**WHAT THIS TASK INVOLVES**
Go through the entries below from the first line and output each one exactly, up to and including the line with "a generic error".
═══ DATA UNDER STUDY
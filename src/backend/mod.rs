// Copyright (c) 2025 - Cowboy AI, Inc.
//! Backend Abstraction
//!
//! The contract every storage engine implements. Engines work with their own
//! native element representation ([`Backend::Element`]) and reflect it back
//! into the typed model on demand.
//!
//! # Architecture
//!
//! ```text
//! Inventory / Repository<K>         typed model, InventoryError
//!          │
//!          ▼
//!   Backend (this trait)            native elements, BackendError
//!          │
//!          ▼
//!   graph store / SQL / columnar / in-memory
//! ```
//!
//! # Contract
//!
//! 1. **Typed not-found**: absent paths fail with
//!    [`BackendError::ElementNotFound`], never a generic error
//! 2. **Post-filter paging**: ordering, offset and limit apply after every
//!    filter; totals count filtered results
//! 3. **Atomic commit**: a failed commit leaves no visible effect
//! 4. **Notifications after commit**: `commit` returns what the pre-commit
//!    record queued, only on success
//! 5. **Temporal reads**: every read is evaluated as of a [`Discriminator`]

use async_trait::async_trait;
use chrono::{DateTime, Utc};
use serde::{Deserialize, Serialize};
use std::sync::Arc;

use crate::errors::BackendResult;
use crate::model::{Blueprint, Element, Properties, StructuredData, Update};
use crate::notification::Notification;
use crate::path::{CanonicalPath, SegmentType};
use crate::query::{Page, Pager, Query};
use crate::temporal::{Clock, Discriminator, EntityHistory, SystemClock};

pub mod transaction;

pub use transaction::{
    action, Attachments, BasicPreCommit, PreCommit, PreCommitAction, Transaction,
    TransactionState,
};

/// Direction of relationships relative to an entity
#[derive(Debug, Clone, Copy, PartialEq, Eq, Hash, Serialize, Deserialize)]
#[serde(rename_all = "snake_case")]
pub enum Direction {
    Outgoing,
    Incoming,
    Both,
}

/// Representation requested from [`Backend::convert`]
#[derive(Debug, Clone, Copy, PartialEq, Eq, Hash)]
pub enum ConvertTarget {
    /// The typed element; must match the element's segment type
    Entity(SegmentType),
    /// Full structured data of a data entity or structured data node
    StructuredData,
    /// Top node of the structured data only
    ShallowStructuredData,
}

/// Storage engine contract
#[async_trait]
pub trait Backend: Send + Sync {
    /// Native element handle
    type Element: Clone + Send + Sync + 'static;

    /// Clock the backend stamps changes with
    ///
    /// Callers reading "now" should use the same clock so their reads line
    /// up with the backend's writes.
    fn clock(&self) -> Arc<dyn Clock> {
        Arc::new(SystemClock)
    }

    /// Begin a unit of work
    ///
    /// Read-only transactions reject writes.
    async fn start_transaction(&self, mutating: bool) -> BackendResult<Transaction>;

    /// Resolve a canonical path
    ///
    /// # Errors
    ///
    /// - `ElementNotFound` if nothing lives at `path` at the discriminator's
    ///   instant
    async fn find(
        &self,
        tx: &Transaction,
        discriminator: &Discriminator,
        path: &CanonicalPath,
    ) -> BackendResult<Self::Element>;

    /// Evaluate a query over the whole graph
    async fn query(
        &self,
        tx: &Transaction,
        discriminator: &Discriminator,
        query: &Query,
        pager: &Pager,
    ) -> BackendResult<Page<Self::Element>>;

    /// Evaluate a query starting from one element
    async fn traverse(
        &self,
        tx: &Transaction,
        discriminator: &Discriminator,
        start: &Self::Element,
        query: &Query,
        pager: &Pager,
    ) -> BackendResult<Page<Self::Element>>;

    /// Evaluate a query, convert results to the typed model and filter them
    ///
    /// Elements the conversion rejects are dropped. Paging is applied after
    /// the filter, so the page's total size is the post-filter count.
    ///
    /// # Arguments
    ///
    /// * `conversion` - Typed element to `T`, `None` to drop
    /// * `filter` - Keeps the converted values it returns `true` for
    async fn query_with<T, C, P>(
        &self,
        tx: &Transaction,
        discriminator: &Discriminator,
        query: &Query,
        pager: &Pager,
        conversion: C,
        filter: P,
    ) -> BackendResult<Page<T>>
    where
        T: Send + 'static,
        C: Fn(Element) -> Option<T> + Send + Sync,
        P: Fn(&T) -> bool + Send + Sync,
    {
        let ordered = Pager {
            page_index: 0,
            page_size: None,
            order: pager.order.clone(),
        };
        let page = self.query(tx, discriminator, query, &ordered).await?;

        let mut kept = Vec::new();
        for native in page {
            let Some(segment_type) = self.extract_type(&native) else {
                continue;
            };
            let element = self
                .convert(tx, &native, ConvertTarget::Entity(segment_type))
                .await?;
            if let Some(value) = conversion(element) {
                if filter(&value) {
                    kept.push(value);
                }
            }
        }

        let total = kept.len();
        Ok(Page::new(pager.apply(kept), pager.clone(), total))
    }

    /// First result of a query, if any
    async fn query_single(
        &self,
        tx: &Transaction,
        discriminator: &Discriminator,
        query: &Query,
    ) -> BackendResult<Option<Self::Element>> {
        let mut page = self
            .query(tx, discriminator, query, &Pager::single())
            .await?;
        Ok(page.next())
    }

    /// Everything reachable from `start` over the named relationships
    ///
    /// Breadth first, `start` first, each element once. With no names any
    /// relationship is followed.
    async fn get_transitive_closure_over(
        &self,
        tx: &Transaction,
        discriminator: &Discriminator,
        start: &Self::Element,
        direction: Direction,
        relationship_names: &[&str],
    ) -> BackendResult<Box<dyn Iterator<Item = Self::Element> + Send>>;

    /// Whether `entity` has a relationship of that name in that direction
    async fn has_relationship(
        &self,
        tx: &Transaction,
        discriminator: &Discriminator,
        entity: &Self::Element,
        direction: Direction,
        relationship_name: &str,
    ) -> BackendResult<bool>;

    /// Whether a relationship of that name goes from `source` to `target`
    async fn has_relationship_between(
        &self,
        tx: &Transaction,
        discriminator: &Discriminator,
        source: &Self::Element,
        target: &Self::Element,
        relationship_name: &str,
    ) -> BackendResult<bool>;

    /// Relationships of `entity`; any name when `names` is empty
    async fn get_relationships(
        &self,
        tx: &Transaction,
        discriminator: &Discriminator,
        entity: &Self::Element,
        direction: Direction,
        names: &[&str],
    ) -> BackendResult<Vec<Self::Element>>;

    /// The relationship of that name from `source` to `target`
    ///
    /// # Errors
    ///
    /// - `ElementNotFound` if there is none
    /// - `InvalidArgument` if an endpoint is not an entity or the name is
    ///   empty
    async fn get_relationship(
        &self,
        tx: &Transaction,
        discriminator: &Discriminator,
        source: &Self::Element,
        target: &Self::Element,
        relationship_name: &str,
    ) -> BackendResult<Self::Element>;

    /// Changes of an element within `(from, to]`
    async fn history(
        &self,
        tx: &Transaction,
        element: &Self::Element,
        from: DateTime<Utc>,
        to: DateTime<Utc>,
    ) -> BackendResult<EntityHistory<Element>>;

    fn extract_id(&self, element: &Self::Element) -> String;

    /// Segment type; `None` for structured data nodes
    fn extract_type(&self, element: &Self::Element) -> Option<SegmentType>;

    fn extract_canonical_path(&self, element: &Self::Element) -> CanonicalPath;

    fn extract_identity_hash(&self, element: &Self::Element) -> Option<String>;

    /// Reflect a native element into the typed model
    async fn convert(
        &self,
        tx: &Transaction,
        element: &Self::Element,
        target: ConvertTarget,
    ) -> BackendResult<Element>;

    /// Elements that are storage detail and never surface through the API
    fn is_backend_internal(&self, element: &Self::Element) -> bool;

    /// Create a relationship
    ///
    /// # Errors
    ///
    /// - `InvalidArgument` if an endpoint is a relationship or the name is
    ///   empty
    async fn relate(
        &self,
        tx: &mut Transaction,
        source: &Self::Element,
        target: &Self::Element,
        name: &str,
        properties: Properties,
    ) -> BackendResult<Self::Element>;

    /// Create an entity at `path`
    ///
    /// # Errors
    ///
    /// - `AlreadyExists` if an entity lives at `path`
    /// - `ElementNotFound` if the parent does not exist
    /// - `InvalidArgument` if `path` violates the containment schema or does
    ///   not match the blueprint
    async fn persist(
        &self,
        tx: &mut Transaction,
        path: &CanonicalPath,
        blueprint: &Blueprint,
    ) -> BackendResult<Self::Element>;

    /// Store a structured data tree on its own
    async fn persist_structured_data(
        &self,
        tx: &mut Transaction,
        data: &StructuredData,
    ) -> BackendResult<Self::Element>;

    async fn update(
        &self,
        tx: &mut Transaction,
        element: &Self::Element,
        update: &Update,
    ) -> BackendResult<Self::Element>;

    async fn update_identity_hash(
        &self,
        tx: &mut Transaction,
        element: &Self::Element,
        hash: String,
    ) -> BackendResult<()>;

    /// Delete one element and its incident relationships
    async fn delete(&self, tx: &mut Transaction, element: &Self::Element) -> BackendResult<()>;

    async fn delete_structured_data(
        &self,
        tx: &mut Transaction,
        element: &Self::Element,
    ) -> BackendResult<()>;

    /// Run pre-commit actions and make the transaction's writes visible
    ///
    /// Returns the notifications to deliver, in queued order.
    ///
    /// # Errors
    ///
    /// - `CommitFailure` if the writes could not be applied; nothing is
    ///   visible and nothing is returned to notify
    async fn commit(&self, tx: Transaction) -> BackendResult<Vec<Notification>>;

    /// Discard the transaction's writes
    async fn rollback(&self, tx: Transaction) -> BackendResult<()>;
}
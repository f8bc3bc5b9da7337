// Copyright (c) 2025 - Cowboy AI, Inc.
//! Change actions

use serde::{Deserialize, Serialize};
use std::fmt;

/// What happened to an element
///
/// The declaration order is the tie-break order of same-instant changes in
/// an entity history.
#[derive(Debug, Clone, Copy, PartialEq, Eq, Hash, PartialOrd, Ord, Serialize, Deserialize)]
#[serde(rename_all = "snake_case")]
pub enum Action {
    Created,
    Updated,
    IdentityHashChanged,
    Deleted,
}

impl Action {
    pub fn as_str(&self) -> &'static str {
        match self {
            Action::Created => "created",
            Action::Updated => "updated",
            Action::IdentityHashChanged => "identity_hash_changed",
            Action::Deleted => "deleted",
        }
    }

    /// Whether the element exists after this action
    pub fn leaves_element_existing(&self) -> bool {
        !matches!(self, Action::Deleted)
    }
}

impl fmt::Display for Action {
    fn fmt(&self, f: &mut fmt::Formatter<'_>) -> fmt::Result {
        write!(f, "{}", self.as_str())
    }
}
══════
**EXPECTED ANSWER**
filename src/backend/mod.rs
// Copyright (c) 2025 - Cowboy AI, Inc.
//! Backend Abstraction
//!
//! The contract every storage engine implements. Engines work with their own
//! native element representation ([`Backend::Element`]) and reflect it back
//! into the typed model on demand.
//!
//! # Architecture
//!
//! ```text
//! Inventory / Repository<K>         typed model, InventoryError
//!          │
//!          ▼
//!   Backend (this trait)            native elements, BackendError
//!          │
//!          ▼
//!   graph store / SQL / columnar / in-memory
//! ```
//!
//! # Contract
//!
//! 1. **Typed not-found**: absent paths fail with
//!    [`BackendError::ElementNotFound`], never a generic error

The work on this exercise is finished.